> [Task directions] Copy each entry below exactly as it appears.

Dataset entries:
******

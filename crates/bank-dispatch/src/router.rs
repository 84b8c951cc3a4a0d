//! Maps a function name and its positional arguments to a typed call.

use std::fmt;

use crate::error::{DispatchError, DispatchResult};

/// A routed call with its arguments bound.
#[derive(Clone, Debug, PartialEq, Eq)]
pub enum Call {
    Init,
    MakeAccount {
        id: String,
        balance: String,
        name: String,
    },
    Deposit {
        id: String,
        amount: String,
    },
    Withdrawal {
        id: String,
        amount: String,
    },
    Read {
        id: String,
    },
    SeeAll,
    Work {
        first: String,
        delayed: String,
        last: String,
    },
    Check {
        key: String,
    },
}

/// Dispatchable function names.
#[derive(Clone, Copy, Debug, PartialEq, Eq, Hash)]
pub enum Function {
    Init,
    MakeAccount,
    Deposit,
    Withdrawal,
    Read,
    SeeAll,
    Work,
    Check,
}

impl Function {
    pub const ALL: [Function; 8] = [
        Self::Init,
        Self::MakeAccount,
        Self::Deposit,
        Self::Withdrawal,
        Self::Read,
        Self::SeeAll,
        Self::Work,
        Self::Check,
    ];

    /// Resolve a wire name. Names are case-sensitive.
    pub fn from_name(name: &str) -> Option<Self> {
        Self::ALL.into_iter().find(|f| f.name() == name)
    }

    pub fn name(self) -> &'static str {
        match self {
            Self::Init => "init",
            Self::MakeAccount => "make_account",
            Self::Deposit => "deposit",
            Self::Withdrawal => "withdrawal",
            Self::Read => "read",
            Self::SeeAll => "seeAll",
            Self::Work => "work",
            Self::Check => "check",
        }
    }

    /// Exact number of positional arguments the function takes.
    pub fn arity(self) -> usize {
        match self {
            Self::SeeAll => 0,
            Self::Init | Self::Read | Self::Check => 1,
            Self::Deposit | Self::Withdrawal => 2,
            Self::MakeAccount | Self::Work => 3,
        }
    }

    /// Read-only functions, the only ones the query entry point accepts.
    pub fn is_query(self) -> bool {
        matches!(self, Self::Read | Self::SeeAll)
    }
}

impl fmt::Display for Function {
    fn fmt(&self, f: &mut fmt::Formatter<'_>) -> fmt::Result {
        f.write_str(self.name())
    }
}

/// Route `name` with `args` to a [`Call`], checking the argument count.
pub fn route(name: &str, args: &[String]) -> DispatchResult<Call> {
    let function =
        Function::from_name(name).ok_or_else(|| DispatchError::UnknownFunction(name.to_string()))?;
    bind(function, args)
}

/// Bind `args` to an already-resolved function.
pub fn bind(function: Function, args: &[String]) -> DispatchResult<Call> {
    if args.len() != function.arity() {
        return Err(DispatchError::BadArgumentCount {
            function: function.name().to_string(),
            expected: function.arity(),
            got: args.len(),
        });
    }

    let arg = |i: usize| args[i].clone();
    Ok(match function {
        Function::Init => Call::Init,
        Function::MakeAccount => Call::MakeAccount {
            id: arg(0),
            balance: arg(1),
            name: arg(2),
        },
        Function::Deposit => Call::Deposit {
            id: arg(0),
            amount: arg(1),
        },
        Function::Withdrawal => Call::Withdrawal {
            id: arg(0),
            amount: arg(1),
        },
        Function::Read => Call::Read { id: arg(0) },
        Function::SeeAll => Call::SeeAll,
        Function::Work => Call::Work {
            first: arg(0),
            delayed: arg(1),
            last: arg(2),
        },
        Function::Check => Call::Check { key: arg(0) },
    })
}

******

> [Result for this task]
filename crates/bank-dispatch/src/router.rs
repository 84b8c951cc3a4a0d
//! Maps a function name and its positional arguments to a typed call.

use std::fmt;

use crate::error::{DispatchError, DispatchResult};

/// A routed call with its arguments bound.
#[derive(Clone, Debug, PartialEq, Eq)]
pub enum Call {
    Init,
    MakeAccount {
        id: String,
        balance: String,
        name: String,
    },
    Deposit {
        id: String,
        amount: String,
    },
    Withdrawal {
        id: String,
        amount: String,
    },
    Read {
        id: String,
    },
    SeeAll,
    Work {
        first: String,
        delayed: String,
        last: String,
    },
    Check {
        key: String,
    },
}

/// Dispatchable function names.
#[derive(Clone, Copy, Debug, PartialEq, Eq, Hash)]
pub enum Function {
    Init,
    MakeAccount,
    Deposit,
    Withdrawal,
    Read,
    SeeAll,
    Work,
    Check,
}

impl Function {
    pub const ALL: [Function; 8] = [
        Self::Init,
        Self::MakeAccount,
        Self::Deposit,
        Self::Withdrawal,
        Self::Read,
        Self::SeeAll,
        Self::Work,
        Self::Check,
    ];

    /// Resolve a wire name. Names are case-sensitive.
    pub fn from_name(name: &str) -> Option<Self> {
        Self::ALL.into_iter().find(|f| f.name() == name)
    }

    pub fn name(self) -> &'static str {
        match self {
            Self::Init => "init",
            Self::MakeAccount => "make_account",
            Self::Deposit => "deposit",
            Self::Withdrawal => "withdrawal",
            Self::Read => "read",
            Self::SeeAll => "seeAll",
            Self::Work => "work",
            Self::Check => "check",
        }
    }

    /// Exact number of positional arguments the function takes.
    pub fn arity(self) -> usize {
        match self {
            Self::SeeAll => 0,
            Self::Init | Self::Read | Self::Check => 1,
            Self::Deposit | Self::Withdrawal => 2,
            Self::MakeAccount | Self::Work => 3,
        }
    }

    /// Read-only functions, the only ones the query entry point accepts.
    pub fn is_query(self) -> bool {
        matches!(self, Self::Read | Self::SeeAll)
    }
}

impl fmt::Display for Function {
    fn fmt(&self, f: &mut fmt::Formatter<'_>) -> fmt::Result {
        f.write_str(self.name())
    }
}

/// Route `name` with `args` to a [`Call`], checking the argument count.
pub fn route(name: &str, args: &[String]) -> DispatchResult<Call> {
    let function =
        Function::from_name(name).ok_or_else(|| DispatchError::UnknownFunction(name.to_string()))?;
    bind(function, args)
}

/// Bind `args` to an already-resolved function.
pub fn bind(function: Function, args: &[String]) -> DispatchResult<Call> {
    if args.len() != function.arity() {
        return Err(DispatchError::BadArgumentCount {
            function: function.name().to_string(),
            expected: function.arity(),
            got: args.len(),
        });
    }

    let arg = |i: usize| args[i].clone();
    Ok(match function {
        Function::Init => Call::Init,
        Function::MakeAccount => Call::MakeAccount {
            id: arg(0),
            balance: arg(1),
            name: arg(2),
        },
        Function::Deposit => Call::Deposit {
            id: arg(0),
            amount: arg(1),
        },
        Function::Withdrawal => Call::Withdrawal {
            id: arg(0),
            amount: arg(1),
        },
        Function::Read => Call::Read { id: arg(0) },
        Function::SeeAll => Call::SeeAll,
        Function::Work => Call::Work {
            first: arg(0),
            delayed: arg(1),
            last: arg(2),
        },
        Function::Check => Call::Check { key: arg(0) },
    })
}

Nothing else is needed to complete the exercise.